Une méthodologie commune - la stratégie en cinq étapes
Une troisième priorité est de convenir d'une méthodologie commune pour élaborer, mettre en oeuvre et évaluer les projets concrets de prévention de la criminalité. Cette méthodologie commune est nécessaire pour améliorer la qualité des projets de prévention et permettre une comparaison normalisée entre les pays. La Commission propose de s'appuyer sur les progrès considérables réalisés ces dernières années en la matière dans l'Union européenne en ce qui concerne l'approche dite «en cinq étapes» et de parvenir à un accord formel au cours des prochains mois.
Surveillance et évaluation
La surveillance et l'évaluation régulières des politiques générales des États membres en matière de prévention de la criminalité constituent également une activité importante à entreprendre au niveau de l'UE. L'expérience acquise dans le cadre du mécanisme commun d'évaluation instauré par l'action commune du 5 décembre 1997 [36] dans le domaine de la criminalité organisée a montré le rôle important qu'un tel mécanisme pouvait jouer en suivant les progrès accomplis, en comparant les expériences, en tirant des conclusions politiques et en informant le citoyen européen. Une telle solution devrait donc être également proposée en ce qui concerne la prévention de la criminalité de masse.

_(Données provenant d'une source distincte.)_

use clap::{Parser, Subcommand};
use std::path::PathBuf;
use stellar_common::PlanetBranch;
use stellar_kernel::{LinearGravity, SpawnOrigin};
use stellar_mutation::MutationCatalog;
use stellar_progression::{GameConfig, ProgressionCoordinator, RecordingUi};
use stellar_tools::RegistryInspector;
use tracing_subscriber::EnvFilter;

#[derive(Parser)]
#[command(name = "stellar-cli", about = "Headless driver for the stellar progression core")]
struct Cli {
    /// Enable verbose logging
    #[arg(short, long)]
    verbose: bool,

    #[command(subcommand)]
    command: Commands,
}

#[derive(Subcommand)]
enum Commands {
    /// Print crate versions
    Info,
    /// List the stock mutation catalog
    Catalog,
    /// Seed a world and run population maintenance
    Simulate {
        /// Number of ticks to run
        #[arg(short, long, default_value = "600")]
        ticks: u64,
        /// Seconds per tick
        #[arg(long, default_value = "0.016")]
        dt: f32,
        /// RNG seed (overrides the config file)
        #[arg(short, long)]
        seed: Option<u64>,
        /// YAML or JSON config file
        #[arg(short, long)]
        config: Option<PathBuf>,
        /// Destroy the oldest environmental body every N ticks (0 = never)
        #[arg(long, default_value = "0")]
        destroy_every: u64,
    },
    /// Offer mutations to the player and accept the first one
    Offer {
        /// RNG seed
        #[arg(short, long, default_value = "42")]
        seed: u64,
        /// Commit the player to a branch first (frost or war)
        #[arg(short, long)]
        branch: Option<PlanetBranch>,
    },
}

fn main() -> anyhow::Result<()> {
    let cli = Cli::parse();

    let filter = if cli.verbose { "debug" } else { "info" };
    tracing_subscriber::fmt()
        .with_env_filter(EnvFilter::new(filter))
        .init();

    match cli.command {
        Commands::Info => {
            println!("stellar-cli v{}", env!("CARGO_PKG_VERSION"));
            println!("kernel: {}", stellar_kernel::crate_info());
            println!("mutation: {}", stellar_mutation::crate_info());
            println!("population: {}", stellar_population::crate_info());
            println!("progression: {}", stellar_progression::crate_info());
            println!("tools: {}", stellar_tools::crate_info());
        }
        Commands::Catalog => {
            let catalog = MutationCatalog::standard();
            for (id, m) in catalog.iter() {
                println!("{:>2} {:<18} {:<16} {}", id.0, m.name, m.category, m.description);
            }
        }
        Commands::Simulate {
            ticks,
            dt,
            seed,
            config,
            destroy_every,
        } => {
            let mut game = match config {
                Some(path) => GameConfig::load(&path)?,
                None => GameConfig::default(),
            };
            if seed.is_some() {
                game.seed = seed;
            }

            let mut coordinator = ProgressionCoordinator::from_config(game)?
                .with_derive_hook(Box::new(LinearGravity::default()));
            let startup = coordinator.start();
            println!(
                "Startup: player={}, seeded={}",
                startup.player.is_some(),
                startup.seeded
            );

            let mut spawned = 0;
            let mut pruned = 0;
            let mut events = coordinator.drain_events().len();
            for tick in 1..=ticks {
                if destroy_every > 0 && tick % destroy_every == 0 {
                    let victim = coordinator
                        .registry()
                        .iter()
                        .find(|(_, b)| b.origin != SpawnOrigin::Player)
                        .map(|(h, _)| h);
                    if let Some(victim) = victim {
                        coordinator.notify_destroyed(victim);
                    }
                }
                let report = coordinator.tick(dt);
                spawned += report.spawned();
                pruned += report.pruned;
                events += coordinator.drain_events().len();
            }

            tracing::debug!(ticks, spawned, pruned, events, "simulation finished");
            let registry = coordinator.registry();
            println!(
                "Ran {ticks} ticks ({:.1}s): spawned={spawned}, pruned={pruned}",
                coordinator.maintainer().elapsed()
            );
            println!("{}", RegistryInspector::summary(registry));
            for (origin, count) in RegistryInspector::census(registry) {
                println!("  {origin:?}: {count}");
            }
            for handle in RegistryInspector::heaviest(registry, 3) {
                if let Some(info) = RegistryInspector::inspect_body(registry, handle) {
                    println!("  {info}");
                }
            }
        }
        Commands::Offer { seed, branch } => {
            let game = GameConfig {
                seed: Some(seed),
                ..GameConfig::default()
            };
            let mut coordinator = ProgressionCoordinator::from_config(game)?
                .with_ui(Box::new(RecordingUi::new()));
            coordinator.start();
            let player = coordinator
                .player()
                .ok_or_else(|| anyhow::anyhow!("no player was spawned"))?;

            if let Some(branch) = branch {
                coordinator.request_branch_selection(player);
                coordinator.assign_branch(player, branch)?;
            }
            if let Some(info) = RegistryInspector::inspect_body(coordinator.registry(), player) {
                println!("Before: {info}");
            }

            let offered = coordinator.request_mutation_selection(player);
            for id in &offered {
                if let Some(m) = coordinator.catalog().get(*id) {
                    println!("  offer {:>2}: {} ({}) - {}", id.0, m.name, m.category, m.description);
                }
            }

            match offered.first() {
                Some(&choice) => {
                    coordinator.accept_mutation(player, choice)?;
                    if let Some(info) =
                        RegistryInspector::inspect_body(coordinator.registry(), player)
                    {
                        println!("After:  {info}");
                    }
                }
                None => println!("No mutations available"),
            }
        }
    }

    Ok(())
}
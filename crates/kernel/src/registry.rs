use glam::Vec2;
use serde::{Deserialize, Serialize};
use std::collections::BTreeMap;
use stellar_common::BodyHandle;

use crate::body::{CelestialBody, SpawnOrigin};

/// An event record produced by every change to registry membership.
#[derive(Debug, Clone, PartialEq, Serialize, Deserialize)]
pub enum RegistryEvent {
    /// Body was registered at the given position.
    Spawned {
        handle: BodyHandle,
        origin: SpawnOrigin,
        position: Vec2,
        mass: f32,
    },
    /// The host reported the body destroyed. The slot is reclaimed on the next prune.
    DestroyNotified { handle: BodyHandle },
    /// A doomed slot was reclaimed and its generation advanced.
    Pruned { handle: BodyHandle },
}

#[derive(Debug, Clone)]
enum SlotState {
    Vacant,
    Live(CelestialBody),
    Doomed,
}

#[derive(Debug, Clone)]
struct Slot {
    generation: u32,
    state: SlotState,
}

/// Generational arena of live bodies.
///
/// Slots are stable: a body keeps its index for its whole life. A destruction
/// notice removes the body and decrements the live count at once, but the slot
/// stays reserved until [`BodyRegistry::prune`] reclaims it. Reclaiming bumps
/// the slot generation so outstanding handles to the old body stop resolving.
#[derive(Debug, Clone, Default)]
pub struct BodyRegistry {
    slots: Vec<Slot>,
    free: Vec<u32>,
    doomed: Vec<u32>,
    live: usize,
    origin_counts: BTreeMap<SpawnOrigin, usize>,
    events: Vec<RegistryEvent>,
}

impl BodyRegistry {
    pub fn new() -> Self {
        Self::default()
    }

    /// Number of live bodies.
    pub fn len(&self) -> usize {
        self.live
    }

    pub fn is_empty(&self) -> bool {
        self.live == 0
    }

    /// Number of live bodies that came from the given origin.
    pub fn count_by_origin(&self, origin: SpawnOrigin) -> usize {
        self.origin_counts.get(&origin).copied().unwrap_or(0)
    }

    /// Live counts per origin, in origin order.
    pub fn census(&self) -> &BTreeMap<SpawnOrigin, usize> {
        &self.origin_counts
    }

    /// Total slots allocated, including vacant and doomed ones.
    pub fn capacity(&self) -> usize {
        self.slots.len()
    }

    /// Slots waiting for the next prune.
    pub fn pending_prune(&self) -> usize {
        self.doomed.len()
    }

    /// Drain and return the event log.
    pub fn drain_events(&mut self) -> Vec<RegistryEvent> {
        std::mem::take(&mut self.events)
    }

    /// Read-only access to the event log.
    pub fn events(&self) -> &[RegistryEvent] {
        &self.events
    }

    /// Register a body and return its handle. Vacant slots are reused first.
    pub fn insert(&mut self, body: CelestialBody) -> BodyHandle {
        let origin = body.origin;
        let position = body.position;
        let mass = body.mass;

        let handle = match self.free.pop() {
            Some(index) => {
                let slot = &mut self.slots[index as usize];
                slot.state = SlotState::Live(body);
                BodyHandle::new(index, slot.generation)
            }
            None => {
                let index = self.slots.len() as u32;
                self.slots.push(Slot {
                    generation: 0,
                    state: SlotState::Live(body),
                });
                BodyHandle::new(index, 0)
            }
        };

        self.live += 1;
        *self.origin_counts.entry(origin).or_insert(0) += 1;
        self.events.push(RegistryEvent::Spawned {
            handle,
            origin,
            position,
            mass,
        });
        handle
    }

    fn slot(&self, handle: BodyHandle) -> Option<&Slot> {
        self.slots
            .get(handle.index as usize)
            .filter(|s| s.generation == handle.generation)
    }

    pub fn get(&self, handle: BodyHandle) -> Option<&CelestialBody> {
        match &self.slot(handle)?.state {
            SlotState::Live(body) => Some(body),
            _ => None,
        }
    }

    pub fn get_mut(&mut self, handle: BodyHandle) -> Option<&mut CelestialBody> {
        let slot = self
            .slots
            .get_mut(handle.index as usize)
            .filter(|s| s.generation == handle.generation)?;
        match &mut slot.state {
            SlotState::Live(body) => Some(body),
            _ => None,
        }
    }

    /// True while the handle still resolves to a live body.
    pub fn contains(&self, handle: BodyHandle) -> bool {
        self.get(handle).is_some()
    }

    /// Destruction notice from the host simulation.
    ///
    /// Returns the body if the handle was live; stale handles are ignored.
    pub fn notify_destroyed(&mut self, handle: BodyHandle) -> Option<CelestialBody> {
        let slot = self
            .slots
            .get_mut(handle.index as usize)
            .filter(|s| s.generation == handle.generation)?;
        if !matches!(slot.state, SlotState::Live(_)) {
            return None;
        }
        let SlotState::Live(body) = std::mem::replace(&mut slot.state, SlotState::Doomed) else {
            return None;
        };

        self.live -= 1;
        if let Some(count) = self.origin_counts.get_mut(&body.origin) {
            *count = count.saturating_sub(1);
        }
        self.doomed.push(handle.index);
        self.events.push(RegistryEvent::DestroyNotified { handle });
        Some(body)
    }

    /// Reclaim every doomed slot. Returns how many were reclaimed.
    pub fn prune(&mut self) -> usize {
        let doomed = std::mem::take(&mut self.doomed);
        for &index in &doomed {
            let slot = &mut self.slots[index as usize];
            let handle = BodyHandle::new(index, slot.generation);
            slot.generation = slot.generation.wrapping_add(1);
            slot.state = SlotState::Vacant;
            self.free.push(index);
            self.events.push(RegistryEvent::Pruned { handle });
        }
        doomed.len()
    }

    /// Live bodies in slot order.
    pub fn iter(&self) -> impl Iterator<Item = (BodyHandle, &CelestialBody)> {
        self.slots.iter().enumerate().filter_map(|(i, slot)| match &slot.state {
            SlotState::Live(body) => Some((BodyHandle::new(i as u32, slot.generation), body)),
            _ => None,
        })
    }

    /// Handles of all live bodies in slot order.
    pub fn handles(&self) -> Vec<BodyHandle> {
        self.iter().map(|(h, _)| h).collect()
    }
}

#[cfg(test)]
mod tests {
    use super::*;

    fn body(origin: SpawnOrigin) -> CelestialBody {
        CelestialBody::new(Vec2::ZERO, 1.0, origin)
    }

    #[test]
    fn registry_starts_empty() {
        let r = BodyRegistry::new();
        assert!(r.is_empty());
        assert_eq!(r.capacity(), 0);
    }

    #[test]
    fn insert_and_lookup() {
        let mut r = BodyRegistry::new();
        let h = r.insert(body(SpawnOrigin::Seed));
        assert_eq!(r.len(), 1);
        assert!(r.contains(h));
        assert_eq!(r.get(h).map(|b| b.origin), Some(SpawnOrigin::Seed));
    }

    #[test]
    fn destroy_drops_live_count_before_prune() {
        let mut r = BodyRegistry::new();
        let h = r.insert(body(SpawnOrigin::Ring));
        assert!(r.notify_destroyed(h).is_some());
        assert_eq!(r.len(), 0);
        assert_eq!(r.count_by_origin(SpawnOrigin::Ring), 0);
        assert!(r.get(h).is_none());
        assert_eq!(r.pending_prune(), 1);
        assert_eq!(r.capacity(), 1);
    }

    #[test]
    fn double_destroy_is_ignored() {
        let mut r = BodyRegistry::new();
        let h = r.insert(body(SpawnOrigin::Seed));
        r.notify_destroyed(h);
        assert!(r.notify_destroyed(h).is_none());
        assert_eq!(r.pending_prune(), 1);
    }

    #[test]
    fn prune_reuses_slot_with_new_generation() {
        let mut r = BodyRegistry::new();
        let old = r.insert(body(SpawnOrigin::Seed));
        r.notify_destroyed(old);
        assert_eq!(r.prune(), 1);
        assert_eq!(r.pending_prune(), 0);

        let new = r.insert(body(SpawnOrigin::TopUp));
        assert_eq!(new.index, old.index);
        assert_eq!(new.generation, old.generation + 1);
        assert!(r.get(old).is_none());
        assert!(r.get(new).is_some());
        assert_eq!(r.capacity(), 1);
    }

    #[test]
    fn doomed_slot_is_not_reused_before_prune() {
        let mut r = BodyRegistry::new();
        let old = r.insert(body(SpawnOrigin::Seed));
        r.notify_destroyed(old);
        let new = r.insert(body(SpawnOrigin::Seed));
        assert_ne!(new.index, old.index);
    }

    #[test]
    fn census_counts_by_origin() {
        let mut r = BodyRegistry::new();
        r.insert(body(SpawnOrigin::Player));
        r.insert(body(SpawnOrigin::Ring));
        let ring = r.insert(body(SpawnOrigin::Ring));
        r.insert(body(SpawnOrigin::Seed));
        r.notify_destroyed(ring);
        assert_eq!(r.count_by_origin(SpawnOrigin::Ring), 1);
        assert_eq!(r.count_by_origin(SpawnOrigin::Seed), 1);
        assert_eq!(r.count_by_origin(SpawnOrigin::TopUp), 0);
        assert_eq!(r.len(), 3);
    }

    #[test]
    fn events_are_recorded() {
        let mut r = BodyRegistry::new();
        let h = r.insert(body(SpawnOrigin::Seed));
        r.notify_destroyed(h);
        r.prune();
        // spawn + destroy notice + prune
        assert_eq!(r.events().len(), 3);
        assert!(matches!(r.events()[2], RegistryEvent::Pruned { handle } if handle == h));
    }

    #[test]
    fn drain_events_clears_log() {
        let mut r = BodyRegistry::new();
        r.insert(body(SpawnOrigin::Seed));
        let events = r.drain_events();
        assert_eq!(events.len(), 1);
        assert!(r.events().is_empty());
    }

    #[test]
    fn iter_skips_dead_slots() {
        let mut r = BodyRegistry::new();
        let a = r.insert(body(SpawnOrigin::Seed));
        let b = r.insert(body(SpawnOrigin::Seed));
        let c = r.insert(body(SpawnOrigin::Seed));
        r.notify_destroyed(b);
        assert_eq!(r.handles(), vec![a, c]);
    }

    #[test]
    fn get_mut_edits_in_place() {
        let mut r = BodyRegistry::new();
        let h = r.insert(body(SpawnOrigin::Seed));
        if let Some(b) = r.get_mut(h) {
            b.mass = 7.0;
        }
        assert_eq!(r.get(h).map(|b| b.mass), Some(7.0));
    }
}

[36] JO L 344 du 15.12.1997, p. 7 à 9. Dans l'action commune, les États membres conviennent d'un mécanisme d'évaluation régulière par les pairs de l'application au plan national des instruments législatifs en matière de lutte contre la criminalité organisée.
Statistiques
Enfin, la coopération européenne est entravée par les différences en matière de définition, de procédures d'enregistrement et de structure des statistiques relatives à la criminalité et à la justice pénale. Les États membres ont besoin de statistiques valables en ce qui concerne la fréquence des formes prioritaires de criminalité. Seule une meilleure comparabilité des données statistiques de la criminalité contribuera à identifier les différences entre les volumes et les formes de criminalité aux niveaux national, régional et urbain, ainsi qu'à définir des mesures efficaces aux fins d'interventions et de politiques ciblées au niveau de l'Union.
Remarques finales
À la lumière d'un débat avec le Parlement européen et le Conseil sur la présente communication et des conclusions de l'évaluation du REPC, qui doit être effectuée par le Conseil au milieu de l'année 2004, la Commission a l'intention de soumettre, d'ici la fin de 2004, des propositions de mise en oeuvre des recommandations ci-dessus, afin de réaliser des progrès plus rapides et plus tangibles dans la prévention de la criminalité de masse dans l'Union.